Episode:13
ともかく考えてるヒマもなさそうで、部屋へ飛び込むとあたしは急いでクローゼットから着替えを出した。
2・3日分の下着と着替えと……あとはいざとなれば、どこかで買えば済むはずだ。それにいつもまとめてあるツールキットと戦闘服、タオルと現金とカードを放りこんで終わりにする。
あとはもう急げるだけ急いで、案内板のところへと戻った。
シルファ先輩の姿が見える。
「あの、すみません、お待たせして……」
「用意が終わったなら、行くぞ」
それだけ言って先輩が歩き出して、あたしはまた慌てて後ろに付いていった。
――ほんとに、どうしちゃったんだろう?
普段からじゃ考えられないくらい、シルファ先輩の機嫌が悪い。
「ほら、早く」
「は、はいっ」
言われるとおり、急いで連絡船に乗り込む。
「あの、どこに……」
「どこでもいい」
座る場所を訊いても、そんな感じだった。
結局空いている席へ、そっと座る。シルファ先輩も隣に座って、それだけはほっとした。
船が動き出す。昨日帰ってきたばっかりなのにもう出かけるなんて、なんだかおかしな気分だった。
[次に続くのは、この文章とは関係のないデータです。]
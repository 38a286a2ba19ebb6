//! Server configuration constants.
//!
//! Centralizes hardcoded values for easier configuration and documentation.

use std::time::Duration;

/// Default SSH port for the sharebox server.
pub const DEFAULT_SSH_PORT: u16 = 8022;

/// Default bind address (all interfaces; this is a network file server).
pub const DEFAULT_BIND_ADDRESS: &str = "0.0.0.0";

/// SSH authentication rejection delay (prevents timing attacks).
pub const SSH_AUTH_REJECTION_DELAY: Duration = Duration::from_secs(1);

/// Registry database file, relative to the data root.
pub const DB_FILE_NAME: &str = "sharebox.db";

/// Directory holding every sandbox, relative to the data root.
pub const STORAGE_DIR_NAME: &str = "storage";

/// Host key file, relative to the data root.
pub const HOST_KEY_FILE_NAME: &str = "host_ed25519";

/// The only SSH subsystem served.
pub const SFTP_SUBSYSTEM: &str = "sftp";

/// Directory entries sent per READDIR reply.
pub const READDIR_PAGE_SIZE: usize = 100;
//! Arguments shared by the post-run binaries.

use std::{path::PathBuf, str::FromStr};

use clap::{error::ErrorKind, Args, CommandFactory};

use crate::{reports::Reporter, Condition};

/// A comma separated list of non-empty items.
#[derive(Debug, Clone, PartialEq, Eq)]
pub struct CommaList(pub Vec<String>);

impl FromStr for CommaList {
    type Err = String;

    fn from_str(s: &str) -> Result<Self, Self::Err> {
        let items: Vec<String> = s.split(',').map(|item| item.trim().to_string()).collect();
        if items.iter().any(String::is_empty) {
            return Err(format!("`{s}` contains an empty item"));
        }
        Ok(Self(items))
    }
}

#[derive(Debug, Args)]
pub struct ConditionArgs {
    /// Comma separated directories, one per condition
    pub dirs: CommaList,
    /// Comma separated labels, in the same order as the directories
    pub labels: CommaList,
    /// Directory the outputs are written to
    pub out_dir: PathBuf,
}

impl ConditionArgs {
    /// Pairs directories with labels, exiting with a usage error if their
    /// counts differ.
    pub fn resolve<P: CommandFactory>(&self) -> Vec<Condition> {
        let (dirs, labels) = (&self.dirs.0, &self.labels.0);
        if dirs.len() != labels.len() {
            let mut command = P::command();
            command
                .error(
                    ErrorKind::WrongNumberOfValues,
                    format!(
                        "got {} directories but {} labels",
                        dirs.len(),
                        labels.len()
                    ),
                )
                .exit();
        }
        labels
            .iter()
            .zip(dirs)
            .map(|(label, dir)| Condition::new(label, dir))
            .collect()
    }
}

#[derive(Debug, Args)]
pub struct Verbosity {
    /// Hide progress bars
    #[arg(short, long)]
    pub quiet: bool,
    /// Log more, repeat for even more
    #[arg(short, long, action = clap::ArgAction::Count)]
    pub verbose: u8,
}

impl Verbosity {
    pub fn init(&self) -> eyre::Result<Reporter> {
        crate::reports::init_logging(self.verbose);
        Reporter::new(self.quiet)
    }
}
湾を出て、外海が見えてくる。高くなった陽が遠い海面で、きらきらと踊っていた。
――どこ、行くんだろう。
ケンディクへ向かってる以上、そこから列車でどこかへ行くんだろうけど……。
けどとてもじゃないけど、先輩に訊けるような雰囲気じゃない。
ぼんやりいろんなことを考えているうち、船が止まって、波止場へと降りた。
青い風が、流れていく。
夏色の海。朝色の空。
でも先輩は、それさえ目に入ってないみたいだ。
「行くぞ」
「は、はい」
学院の時と同じで、ただ真っ直ぐに歩っていく。
どこへ訊きたかったけど、訊いたら怒られそうだ。<
「あの……」
でも途中でさすがに不安になって、声をかける。
「なんだ?」
「え、あ、あの、えっと……なんでも、ないです……」
やっぱりできるのは、後ろを付いてくことだけみたいだ。
「そうか」
先輩の方は当たり前だけど、行き先が分かってるんだろう。迷いのない足取りだ
でも方角から、やっぱり列車に乗るらしい。だったら行き先はたぶん、客船の出てるアヴァン方面だ。
夕べそっちのほうから帰ってきたのに、ホントに同じ場所へ、また行くことになりそうだった。